#### What the task asks:
Write the entries out exactly, with the final line being the one containing "use crate::spacemap::Agmap;".

═══ Source records ═══

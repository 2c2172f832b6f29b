//! Offline volume verifier.
//!
//! Walks the volume without mounting it: superblock sanity, space-map
//! decoding, then a reachability sweep from the root inode that checks
//! every node's header, every leaf's checksum against its parent slot,
//! and finally cross-checks the per-AG per-kind occupancy counts
//! against the space-map bits.

use std::collections::VecDeque;
use std::path::Path;

use hashbrown::HashMap;
use log::info;

use crate::codec::BlockCodec;
use crate::error::{Error, Result};
use crate::layout::{
    DChild, DDirent, DInode, DXrec, DIRENT_HDR_SIZE, FORMAT_VERSION, XREC_HDR_SIZE,
};
use crate::node::Node;
use crate::param::{AG_NBK, BK_SIZE, SYMLNK_INLINE_MAX};
use crate::pstor::decode_node;
use crate::spacemap::Agmap;
use crate::vaddr::{va_of_ino, Kind, Vaddr};
use crate::volume::Volume;

/// Findings of one verification pass.
#[derive(Debug, Default)]
pub struct CheckReport {
    pub nodes_checked: u64,
    pub inodes: u64,
    pub errors: Vec<String>,
}

impl CheckReport {
    pub fn is_clean(&self) -> bool {
        self.errors.is_empty()
    }

    fn err(&mut self, msg: String) {
        self.errors.push(msg);
    }
}

struct Checker {
    vol: Volume,
    agmaps: Vec<Agmap>,
    /// Reachable-node tally per (ag, kind).
    counted: HashMap<(u32, Kind), u64>,
    report: CheckReport,
}

impl Checker {
    fn load(&mut self, va: Vaddr) -> Result<Node> {
        let bk = self.vol.read_block(va)?;
        let (node, _) = decode_node(va, bk)?;
        self.report.nodes_checked += 1;
        Ok(node)
    }

    fn count(&mut self, va: Vaddr) {
        *self.counted.entry((va.ag, va.kind)).or_insert(0) += 1;
    }

    fn check_leaf(&mut self, slot: &DChild, what: &str) {
        let va = match Vaddr::from_u64(slot.ptr) {
            Some(va) if va.kind == Kind::Leaf => va,
            _ => {
                self.report.err(format!("{}: bad leaf pointer {:#x}", what, slot.ptr));
                return;
            }
        };
        self.count(va);
        if slot.is_unwritten() {
            return;
        }
        match self.vol.read_block(va) {
            Ok(bk) => {
                if crate::crc::crc32(&bk[..]) != slot.crc {
                    self.report.err(format!("{}: leaf {} checksum mismatch", what, va));
                }
            }
            Err(err) => self.report.err(format!("{}: leaf {} unreadable: {}", what, va, err)),
        }
    }

    fn check_filemap(&mut self, ino: u64, d: &DInode) {
        match d.fm_height {
            0 => {}
            1 => {
                if !d.fm_root.is_hole() {
                    self.check_leaf(&d.fm_root.clone(), &format!("ino {}", ino));
                }
            }
            h => {
                if !d.fm_root.is_hole() {
                    self.check_fnode_tree(ino, d.fm_root.ptr, h);
                }
            }
        }
    }

    fn check_fnode_tree(&mut self, ino: u64, ptr: u64, height: u32) {
        let va = match Vaddr::from_u64(ptr) {
            Some(va) if va.kind == Kind::Fnode => va,
            _ => {
                self.report.err(format!("ino {}: bad fnode pointer {:#x}", ino, ptr));
                return;
            }
        };
        self.count(va);
        let node = match self.load(va) {
            Ok(node) => node,
            Err(err) => {
                self.report.err(format!("ino {}: fnode {}: {}", ino, va, err));
                return;
            }
        };
        let f = match node {
            Node::Fnode(f) => f,
            _ => return,
        };
        if f.height != height {
            self.report
                .err(format!("ino {}: fnode {} height {} expected {}", ino, va, f.height, height));
        }
        let mut nchildren = 0;
        for child in f.child.iter() {
            if child.is_hole() {
                continue;
            }
            nchildren += 1;
            if height == 2 {
                self.check_leaf(child, &format!("ino {}", ino));
            } else {
                self.check_fnode_tree(ino, child.ptr, height - 1);
            }
        }
        if nchildren != f.nchildren {
            self.report.err(format!(
                "ino {}: fnode {} child count {} recorded {}",
                ino, va, nchildren, f.nchildren
            ));
        }
    }

    fn check_xattrs(&mut self, ino: u64, d: &DInode) {
        let mut link = d.xa_head;
        let mut hops = 0;
        while link != 0 {
            let va = match Vaddr::from_u64(link) {
                Some(va) if va.kind == Kind::Xnode => va,
                _ => {
                    self.report.err(format!("ino {}: bad xnode pointer {:#x}", ino, link));
                    return;
                }
            };
            self.count(va);
            let node = match self.load(va) {
                Ok(node) => node,
                Err(err) => {
                    self.report.err(format!("ino {}: xnode {}: {}", ino, va, err));
                    return;
                }
            };
            let x = match node {
                Node::Xnode(x) => x,
                _ => return,
            };
            if x.heap.len() >= XREC_HDR_SIZE {
                if let Some(rec) = zerocopy::FromBytes::read_from_prefix(&x.heap[..XREC_HDR_SIZE])
                {
                    let rec: DXrec = rec;
                    let mut cont = rec.cont;
                    while cont != 0 {
                        let cva = match Vaddr::from_u64(cont) {
                            Some(cva) if cva.kind == Kind::Xnode => cva,
                            _ => {
                                self.report.err(format!(
                                    "ino {}: bad xattr continuation {:#x}",
                                    ino, cont
                                ));
                                break;
                            }
                        };
                        self.count(cva);
                        match self.load(cva) {
                            Ok(Node::Xnode(c)) => cont = c.next,
                            Ok(_) => break,
                            Err(err) => {
                                self.report.err(format!("ino {}: xnode {}: {}", ino, cva, err));
                                break;
                            }
                        }
                    }
                }
            }
            link = x.next;
            hops += 1;
            if hops > AG_NBK * 16 {
                self.report.err(format!("ino {}: xattr chain does not terminate", ino));
                return;
            }
        }
    }

    /// Checks one directory inode; returns child inos to visit.
    fn check_dir(&mut self, ino: u64, d: &DInode) -> Vec<u64> {
        let mut children = Vec::new();
        let mut nentries = 0u64;
        for head in d.dir_buckets.iter() {
            let mut link = *head;
            let mut hops = 0;
            while link != 0 {
                let va = match Vaddr::from_u64(link) {
                    Some(va) if va.kind == Kind::Dnode => va,
                    _ => {
                        self.report.err(format!("ino {}: bad dnode pointer {:#x}", ino, link));
                        break;
                    }
                };
                self.count(va);
                let node = match self.load(va) {
                    Ok(node) => node,
                    Err(err) => {
                        self.report.err(format!("ino {}: dnode {}: {}", ino, va, err));
                        break;
                    }
                };
                let dn = match node {
                    Node::Dnode(dn) => dn,
                    _ => break,
                };
                let mut off = 0usize;
                while off + DIRENT_HDR_SIZE <= dn.heap_end as usize {
                    let hdr: DDirent =
                        match zerocopy::FromBytes::read_from_prefix(&dn.heap[off..]) {
                            Some(hdr) => hdr,
                            None => break,
                        };
                    if (hdr.rec_len as usize) < DIRENT_HDR_SIZE {
                        self.report.err(format!("ino {}: dnode {} bad record", ino, va));
                        break;
                    }
                    if hdr.ino != 0 {
                        nentries += 1;
                        children.push(hdr.ino);
                    }
                    off += hdr.rec_len as usize;
                }
                link = dn.next;
                hops += 1;
                if hops > AG_NBK * 16 {
                    self.report.err(format!("ino {}: dnode chain does not terminate", ino));
                    break;
                }
            }
        }
        if nentries != d.dir_nentries {
            self.report.err(format!(
                "ino {}: entry count {} recorded {}",
                ino, nentries, d.dir_nentries
            ));
        }
        children
    }
}

/// Verifies the volume at `path`; never mutates it.
pub fn check_volume(path: &Path, codec: Box<dyn BlockCodec>) -> Result<CheckReport> {
    let vol = Volume::open(path, codec)?;
    let nag = vol.nag();

    let sb = {
        let bk = vol.read_block(Vaddr::super_())?;
        match decode_node(Vaddr::super_(), bk)? {
            (Node::Super(sb), _) => sb,
            _ => return Err(Error::BadMagic),
        }
    };
    if sb.version != FORMAT_VERSION
        || sb.bk_size as usize != BK_SIZE
        || sb.ag_nbk as usize != AG_NBK
        || sb.nag != nag
    {
        return Err(Error::BadMagic);
    }

    let mut agmaps = Vec::new();
    for ag in 0..nag {
        let va = Vaddr::agmap(ag);
        let bk = vol.read_block(va)?;
        match decode_node(va, bk)? {
            (Node::Agmap(am), _) => agmaps.push(*am),
            _ => return Err(Error::WrongKind(va)),
        }
    }

    let mut checker = Checker {
        vol,
        agmaps,
        counted: HashMap::new(),
        report: CheckReport::default(),
    };

    // Fixed nodes.
    checker.count(Vaddr::super_());
    for ag in 0..nag {
        checker.count(Vaddr::agmap(ag));
    }

    // Reachability sweep, breadth-first over directories.
    let mut queue: VecDeque<u64> = VecDeque::new();
    let mut seen: hashbrown::HashSet<u64> = hashbrown::HashSet::new();
    queue.push_back(sb.root_ino);
    let _ = seen.insert(sb.root_ino);
    while let Some(ino) = queue.pop_front() {
        let va = va_of_ino(ino);
        checker.count(va);
        checker.report.inodes += 1;
        let node = match checker.load(va) {
            Ok(node) => node,
            Err(err) => {
                checker.report.err(format!("ino {}: {}", ino, err));
                continue;
            }
        };
        let d = match node {
            Node::Inode(d) => d,
            _ => {
                checker.report.err(format!("ino {}: not an inode", ino));
                continue;
            }
        };
        if d.ino != ino {
            checker.report.err(format!("ino {}: records ino {}", ino, d.ino));
        }
        checker.check_xattrs(ino, &d);
        if d.mode & libc::S_IFMT == libc::S_IFDIR {
            for child in checker.check_dir(ino, &d) {
                if seen.insert(child) {
                    queue.push_back(child);
                }
            }
        } else if d.mode & libc::S_IFMT == libc::S_IFLNK {
            if d.sym_len as usize > SYMLNK_INLINE_MAX && !d.sym_leaf.is_hole() {
                checker.check_leaf(&d.sym_leaf.clone(), &format!("symlink ino {}", ino));
            }
        } else {
            checker.check_filemap(ino, &d);
        }
    }

    // Occupancy cross-check: every set bit accounted for, every counted
    // node marked allocated.
    for am in &checker.agmaps {
        for kind in [
            Kind::Super,
            Kind::Agmap,
            Kind::Inode,
            Kind::Dnode,
            Kind::Fnode,
            Kind::Leaf,
            Kind::Xnode,
        ] {
            let counted = checker.counted.get(&(am.ag, kind)).copied().unwrap_or(0);
            let marked = am.nused_of(kind);
            if counted != marked {
                checker.report.err(format!(
                    "ag {} kind {:?}: {} reachable, {} marked allocated",
                    am.ag, kind, counted, marked
                ));
            }
        }
    }
    let used: u64 = checker.agmaps.iter().map(|am| am.nused_total()).sum();
    if sb.nbk_free != sb.nbk_total - used {
        checker.report.err(format!(
            "superblock free count {} expected {}",
            sb.nbk_free,
            sb.nbk_total - used
        ));
    }

    info!(
        "check: {} nodes, {} inodes, {} errors",
        checker.report.nodes_checked,
        checker.report.inodes,
        checker.report.errors.len()
    );
    Ok(checker.report)
}

#[cfg(test)]
mod tests {
    use super::*;
    use crate::codec::PlainCodec;
    use crate::mkfs::mkfs;
    use crate::param::VOLUME_SIZE_MIN;

    fn temp_path() -> std::path::PathBuf {
        let mut p = std::env::temp_dir();
        p.push(format!("volufs-check-{}", uuid::Uuid::new_v4()));
        p
    }

    #[test]
    fn fresh_volume_is_clean() {
        let path = temp_path();
        let _ = mkfs(&path, VOLUME_SIZE_MIN, Box::new(PlainCodec)).unwrap();
        let report = check_volume(&path, Box::new(PlainCodec)).unwrap();
        assert!(report.is_clean(), "{:?}", report.errors);
        assert_eq!(report.inodes, 1);
        std::fs::remove_file(&path).unwrap();
    }

    #[test]
    fn corrupt_superblock_detected() {
        use std::os::unix::fs::FileExt;
        let path = temp_path();
        let _ = mkfs(&path, VOLUME_SIZE_MIN, Box::new(PlainCodec)).unwrap();
        let f = std::fs::OpenOptions::new().write(true).open(&path).unwrap();
        f.write_all_at(&[0xFF; 16], 0).unwrap();
        drop(f);
        assert!(check_volume(&path, Box::new(PlainCodec)).is_err());
        std::fs::remove_file(&path).unwrap();
    }
}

═══

#### Task response:
repository 2c2172f832b6f29b
//! Offline volume verifier.
//!
//! Walks the volume without mounting it: superblock sanity, space-map
//! decoding, then a reachability sweep from the root inode that checks
//! every node's header, every leaf's checksum against its parent slot,
//! and finally cross-checks the per-AG per-kind occupancy counts
//! against the space-map bits.

use std::collections::VecDeque;
use std::path::Path;

use hashbrown::HashMap;
use log::info;

use crate::codec::BlockCodec;
use crate::error::{Error, Result};
use crate::layout::{
    DChild, DDirent, DInode, DXrec, DIRENT_HDR_SIZE, FORMAT_VERSION, XREC_HDR_SIZE,
};
use crate::node::Node;
use crate::param::{AG_NBK, BK_SIZE, SYMLNK_INLINE_MAX};
use crate::pstor::decode_node;
use crate::spacemap::Agmap;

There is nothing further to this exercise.